## Provided material
//! The object model (C4): object header layout, allocation entry point,
//! retain/release pinning (§4.2).

use std::cell::Cell;
use std::ptr::NonNull;
use std::sync::atomic::{AtomicPtr, AtomicUsize, Ordering};

use crate::slab::Slab;
use crate::types::TypeDescriptor;

/// Prefix of every managed allocation (§3).
///
/// `marked` replaces the reference design's sign-bit overload on
/// `object_size`: see the Redesign decision recorded in DESIGN.md. It is a
/// plain `Cell<bool>`, not atomic, because marking only ever runs while
/// mutators are parked (no concurrent marking, per §1's non-goals).
#[repr(C)]
pub struct ObjectHeader {
    /// Stable pointer into the type registry; descriptors never move.
    pub type_desc: NonNull<TypeDescriptor>,
    /// Allocation size in bytes, as written by `allocate_object`.
    pub object_size: u32,
    /// Reachability flag, set during mark and cleared during sweep.
    pub marked: Cell<bool>,
    /// Pin count; positive values root the object independent of the
    /// reference graph (§4.2).
    pub reference_count: AtomicUsize,
    /// Intrusive link threading this object into its allocator's
    /// `objects` or `objects_requiring_cleanup` list.
    pub next_object: AtomicPtr<ObjectHeader>,
    /// True while this header is linked into `objects_requiring_cleanup`
    /// rather than `objects`.
    pub on_cleanup_list: Cell<bool>,
}

impl ObjectHeader {
    /// Type descriptor this object was allocated with.
    #[must_use]
    pub fn type_desc(&self) -> &TypeDescriptor {
        // SAFETY: type descriptors are immutable and outlive every object
        // allocated against them (the registry is never torn down while
        // any allocator holding its objects is still alive).
        unsafe { self.type_desc.as_ref() }
    }

    /// Current pin count.
    #[must_use]
    pub fn reference_count(&self) -> usize {
        self.reference_count.load(Ordering::Acquire)
    }

    /// `retain(obj)` (§4.2): increments the pin count.
    pub fn retain(&self) {
        self.reference_count.fetch_add(1, Ordering::AcqRel);
    }

    /// `release(obj)` (§4.2): decrements the pin count, clamped at zero.
    pub fn release(&self) {
        let _ = self
            .reference_count
            .fetch_update(Ordering::AcqRel, Ordering::Acquire, |count| {
                Some(count.saturating_sub(1))
            });
    }
}

/// A live-object list: `objects` or `objects_requiring_cleanup` (§3).
/// Insertion is a lock-free CAS-prepend (§5); traversal during a
/// collection cycle is exclusive to the collector, since mutators are
/// parked for the whole cycle.
#[derive(Default)]
pub struct ObjectList {
    head: AtomicPtr<ObjectHeader>,
}

impl ObjectList {
    #[must_use]
    pub fn new() -> Self {
        Self {
            head: AtomicPtr::new(std::ptr::null_mut()),
        }
    }

    /// Prepends `header` onto this list with a CAS loop. Lock-free: the
    /// only multithreaded mutation of these lists (§5).
    pub fn prepend(&self, header: NonNull<ObjectHeader>) {
        let mut current = self.head.load(Ordering::Acquire);
        loop {
            unsafe {
                header.as_ref().next_object.store(current, Ordering::Relaxed);
            }
            match self.head.compare_exchange_weak(
                current,
                header.as_ptr(),
                Ordering::AcqRel,
                Ordering::Acquire,
            ) {
                Ok(_) => return,
                Err(observed) => current = observed,
            }
        }
    }

    /// Replaces the list head outright. Used only by the collector, which
    /// owns the list exclusively during a cycle (mutators are parked).
    pub fn set_head(&self, head: Option<NonNull<ObjectHeader>>) {
        self.head.store(
            head.map_or(std::ptr::null_mut(), NonNull::as_ptr),
            Ordering::Release,
        );
    }

    /// Current head, if any.
    #[must_use]
    pub fn head(&self) -> Option<NonNull<ObjectHeader>> {
        NonNull::new(self.head.load(Ordering::Acquire))
    }

    /// Drains the list into a `Vec`, following `next_object` links,
    /// leaving the list empty. Only safe to call while the collector
    /// exclusively owns the list (mutators parked).
    pub fn drain_to_vec(&self) -> Vec<NonNull<ObjectHeader>> {
        let mut out = Vec::new();
        let mut cursor = self.head();
        self.set_head(None);
        while let Some(header) = cursor {
            cursor = NonNull::new(unsafe { header.as_ref() }.next_object.load(Ordering::Relaxed));
            out.push(header);
        }
        out
    }
}

/// Owns one allocator instance's pages, free lists, and live-object lists
/// (§3). Type descriptors route to an allocator via `allocator_id`.
pub struct Allocator {
    pub slab: Slab,
    pub objects: ObjectList,
    pub objects_requiring_cleanup: ObjectList,
}

impl Default for Allocator {
    fn default() -> Self {
        Self::new()
    }
}

impl Allocator {
    #[must_use]
    pub fn new() -> Self {
        Self {
            slab: Slab::new(),
            objects: ObjectList::new(),
            objects_requiring_cleanup: ObjectList::new(),
        }
    }

    /// `allocate_object(type, size)` (§4.2), minus the GC-trigger check
    /// (C10), which the caller (`Runtime::allocate_object`) performs first.
    ///
    /// Obtains `size` bytes, zeroes them, writes the header, and links the
    /// object onto the appropriate list based on whether `type_desc` has a
    /// cleanup function.
    ///
    /// # Errors
    ///
    /// Propagates an allocator failure (page mapping or system allocator
    /// exhaustion).
    pub fn allocate_object(
        &self,
        type_desc: NonNull<TypeDescriptor>,
        size: u32,
    ) -> std::io::Result<NonNull<ObjectHeader>> {
        let has_cleanup = unsafe { type_desc.as_ref() }.has_cleanup();
        let header_layout_size = std::mem::size_of::<ObjectHeader>();
        let total = header_layout_size + size as usize;
        let raw = self.slab.allocate(total)?;

        // SAFETY: `raw` is fresh, uninitialized, and large enough for the
        // header; the payload bytes that follow are zeroed separately.
        unsafe {
            std::ptr::write_bytes(raw.as_ptr(), 0, total);
            let header_ptr = raw.cast::<ObjectHeader>();
            header_ptr.as_ptr().write(ObjectHeader {
                type_desc,
                object_size: size,
                marked: Cell::new(false),
                reference_count: AtomicUsize::new(0),
                next_object: AtomicPtr::new(std::ptr::null_mut()),
                on_cleanup_list: Cell::new(has_cleanup),
            });

            if has_cleanup {
                self.objects_requiring_cleanup.prepend(header_ptr);
            } else {
                self.objects.prepend(header_ptr);
            }

            Ok(header_ptr)
        }
    }

    /// Reclaims a header produced by `allocate_object` back to the
    /// allocator it came from. Routes to the slab's small or large free
    /// path based on the total allocation size, mirroring the routing
    /// `allocate_object` used to obtain it.
    ///
    /// # Safety
    ///
    /// `header` must have been returned by `allocate_object` on this same
    /// allocator and must not be reachable or referenced again afterward.
    pub unsafe fn free_object(&self, header: NonNull<ObjectHeader>) {
        let object_size = unsafe { header.as_ref() }.object_size as usize;
        let total = std::mem::size_of::<ObjectHeader>() + object_size;
        unsafe {
            self.slab.free(header.cast::<u8>(), total);
        }
    }

    /// Shutdown-only counterpart to the regular mark-and-sweep path:
    /// unconditionally drains and frees every object on both lists,
    /// ignoring `marked` and `reference_count` entirely, running
    /// cleanup-bearing objects' `on_cleanup_fn` first (mirrors
    /// `finalize::run_finalizers`'s invocation, minus the reachability
    /// check that function makes). Cleanup callbacks run before the plain
    /// list drains, so any object they allocate lands on `objects` and is
    /// still caught by the second drain.
    ///
    /// # Safety
    ///
    /// Must only be called once every mutator is known to be stopped for
    /// good (`quit()`'s shutdown sequence) and nothing still holds a
    /// reference to any object owned by this allocator.
    pub unsafe fn free_all(&self) {
        for header in self.objects_requiring_cleanup.drain_to_vec() {
            let header_ref = unsafe { header.as_ref() };
            if let Some(on_cleanup_fn) = header_ref.type_desc().on_cleanup_fn {
                on_cleanup_fn(header);
            }
            unsafe { self.free_object(header) };
        }
        for header in self.objects.drain_to_vec() {
            unsafe { self.free_object(header) };
        }
    }
}

#[cfg(test)]
mod tests {
    use super::*;
    use crate::types::TypeDescriptorSpec;
    use crate::types::TypeRegistry;

    fn leak_registry(specs: Vec<TypeDescriptorSpec>) -> &'static TypeRegistry {
        let mut registry = TypeRegistry::empty();
        registry.configure(specs);
        Box::leak(Box::new(registry))
    }

    fn plain_spec() -> TypeDescriptorSpec {
        TypeDescriptorSpec {
            name_index: 0,
            object_size: 16,
            allocator_id: 0,
            base_types: vec![],
            property_layout: vec![],
            trace_fn: None,
            init_object_fn: None,
            init_fn: None,
            on_cleanup_fn: None,
            to_string_fn: None,
        }
    }

    #[test]
    fn allocate_object_links_plain_objects() {
        let registry = leak_registry(vec![plain_spec()]);
        let type_desc = NonNull::from(registry.get(0).unwrap());
        let allocator = Allocator::new();
        let header = allocator.allocate_object(type_desc, 16).unwrap();
        assert_eq!(allocator.objects.head(), Some(header));
        assert!(allocator.objects_requiring_cleanup.head().is_none());
    }

    #[test]
    fn allocate_object_links_cleanup_bearing_objects() {
        fn noop_cleanup(_h: NonNull<ObjectHeader>) {}
        let mut spec = plain_spec();
        spec.on_cleanup_fn = Some(noop_cleanup);
        let registry = leak_registry(vec![spec]);
        let type_desc = NonNull::from(registry.get(0).unwrap());
        let allocator = Allocator::new();
        let header = allocator.allocate_object(type_desc, 16).unwrap();
        assert_eq!(allocator.objects_requiring_cleanup.head(), Some(header));
        assert!(allocator.objects.head().is_none());
    }

    #[test]
    fn retain_release_clamp_at_zero() {
        let registry = leak_registry(vec![plain_spec()]);
        let type_desc = NonNull::from(registry.get(0).unwrap());
        let allocator = Allocator::new();
        let header = allocator.allocate_object(type_desc, 16).unwrap();
        let header_ref = unsafe { header.as_ref() };
        header_ref.release();
        assert_eq!(header_ref.reference_count(), 0);
        header_ref.retain();
        header_ref.retain();
        header_ref.release();
        assert_eq!(header_ref.reference_count(), 1);
    }

    #[test]
    fn free_object_returns_memory_to_the_slab() {
        let registry = leak_registry(vec![plain_spec()]);
        let type_desc = NonNull::from(registry.get(0).unwrap());
        let allocator = Allocator::new();
        let bytes_before = allocator.slab.bytes_allocated();
        let header = allocator.allocate_object(type_desc, 16).unwrap();
        assert!(allocator.slab.bytes_allocated() > bytes_before);
        unsafe { allocator.free_object(header) };
        assert_eq!(allocator.slab.bytes_allocated(), bytes_before);
    }

    #[test]
    fn free_all_reclaims_pinned_and_rooted_objects_regardless_of_reachability() {
        let registry = leak_registry(vec![plain_spec()]);
        let type_desc = NonNull::from(registry.get(0).unwrap());
        let allocator = Allocator::new();
        let bytes_before = allocator.slab.bytes_allocated();

        let header = allocator.allocate_object(type_desc, 16).unwrap();
        unsafe { header.as_ref() }.retain();
        unsafe { header.as_ref() }.marked.set(true);

        unsafe { allocator.free_all() };

        assert_eq!(allocator.slab.bytes_allocated(), bytes_before);
        assert!(allocator.objects.head().is_none());
    }

    #[test]
    fn free_all_runs_cleanup_callbacks_before_freeing() {
        use std::sync::atomic::{AtomicUsize as AU, Ordering as Ord};
        static CLEANUP_RUNS: AU = AU::new(0);
        fn counting_cleanup(_h: NonNull<ObjectHeader>) {
            CLEANUP_RUNS.fetch_add(1, Ord::SeqCst);
        }

        let mut spec = plain_spec();
        spec.on_cleanup_fn = Some(counting_cleanup);
        let registry = leak_registry(vec![spec]);
        let type_desc = NonNull::from(registry.get(0).unwrap());
        let allocator = Allocator::new();
        allocator.allocate_object(type_desc, 16).unwrap();
        allocator.allocate_object(type_desc, 16).unwrap();

        let before = CLEANUP_RUNS.load(Ord::SeqCst);
        unsafe { allocator.free_all() };
        assert_eq!(CLEANUP_RUNS.load(Ord::SeqCst) - before, 2);
        assert!(allocator.objects_requiring_cleanup.head().is_none());
    }
}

## What you need to do
Lines that hold the word "empty" are the ones to copy from the entries above.

## Written answer
    /// leaving the list empty. Only safe to call while the collector
        let mut registry = TypeRegistry::empty();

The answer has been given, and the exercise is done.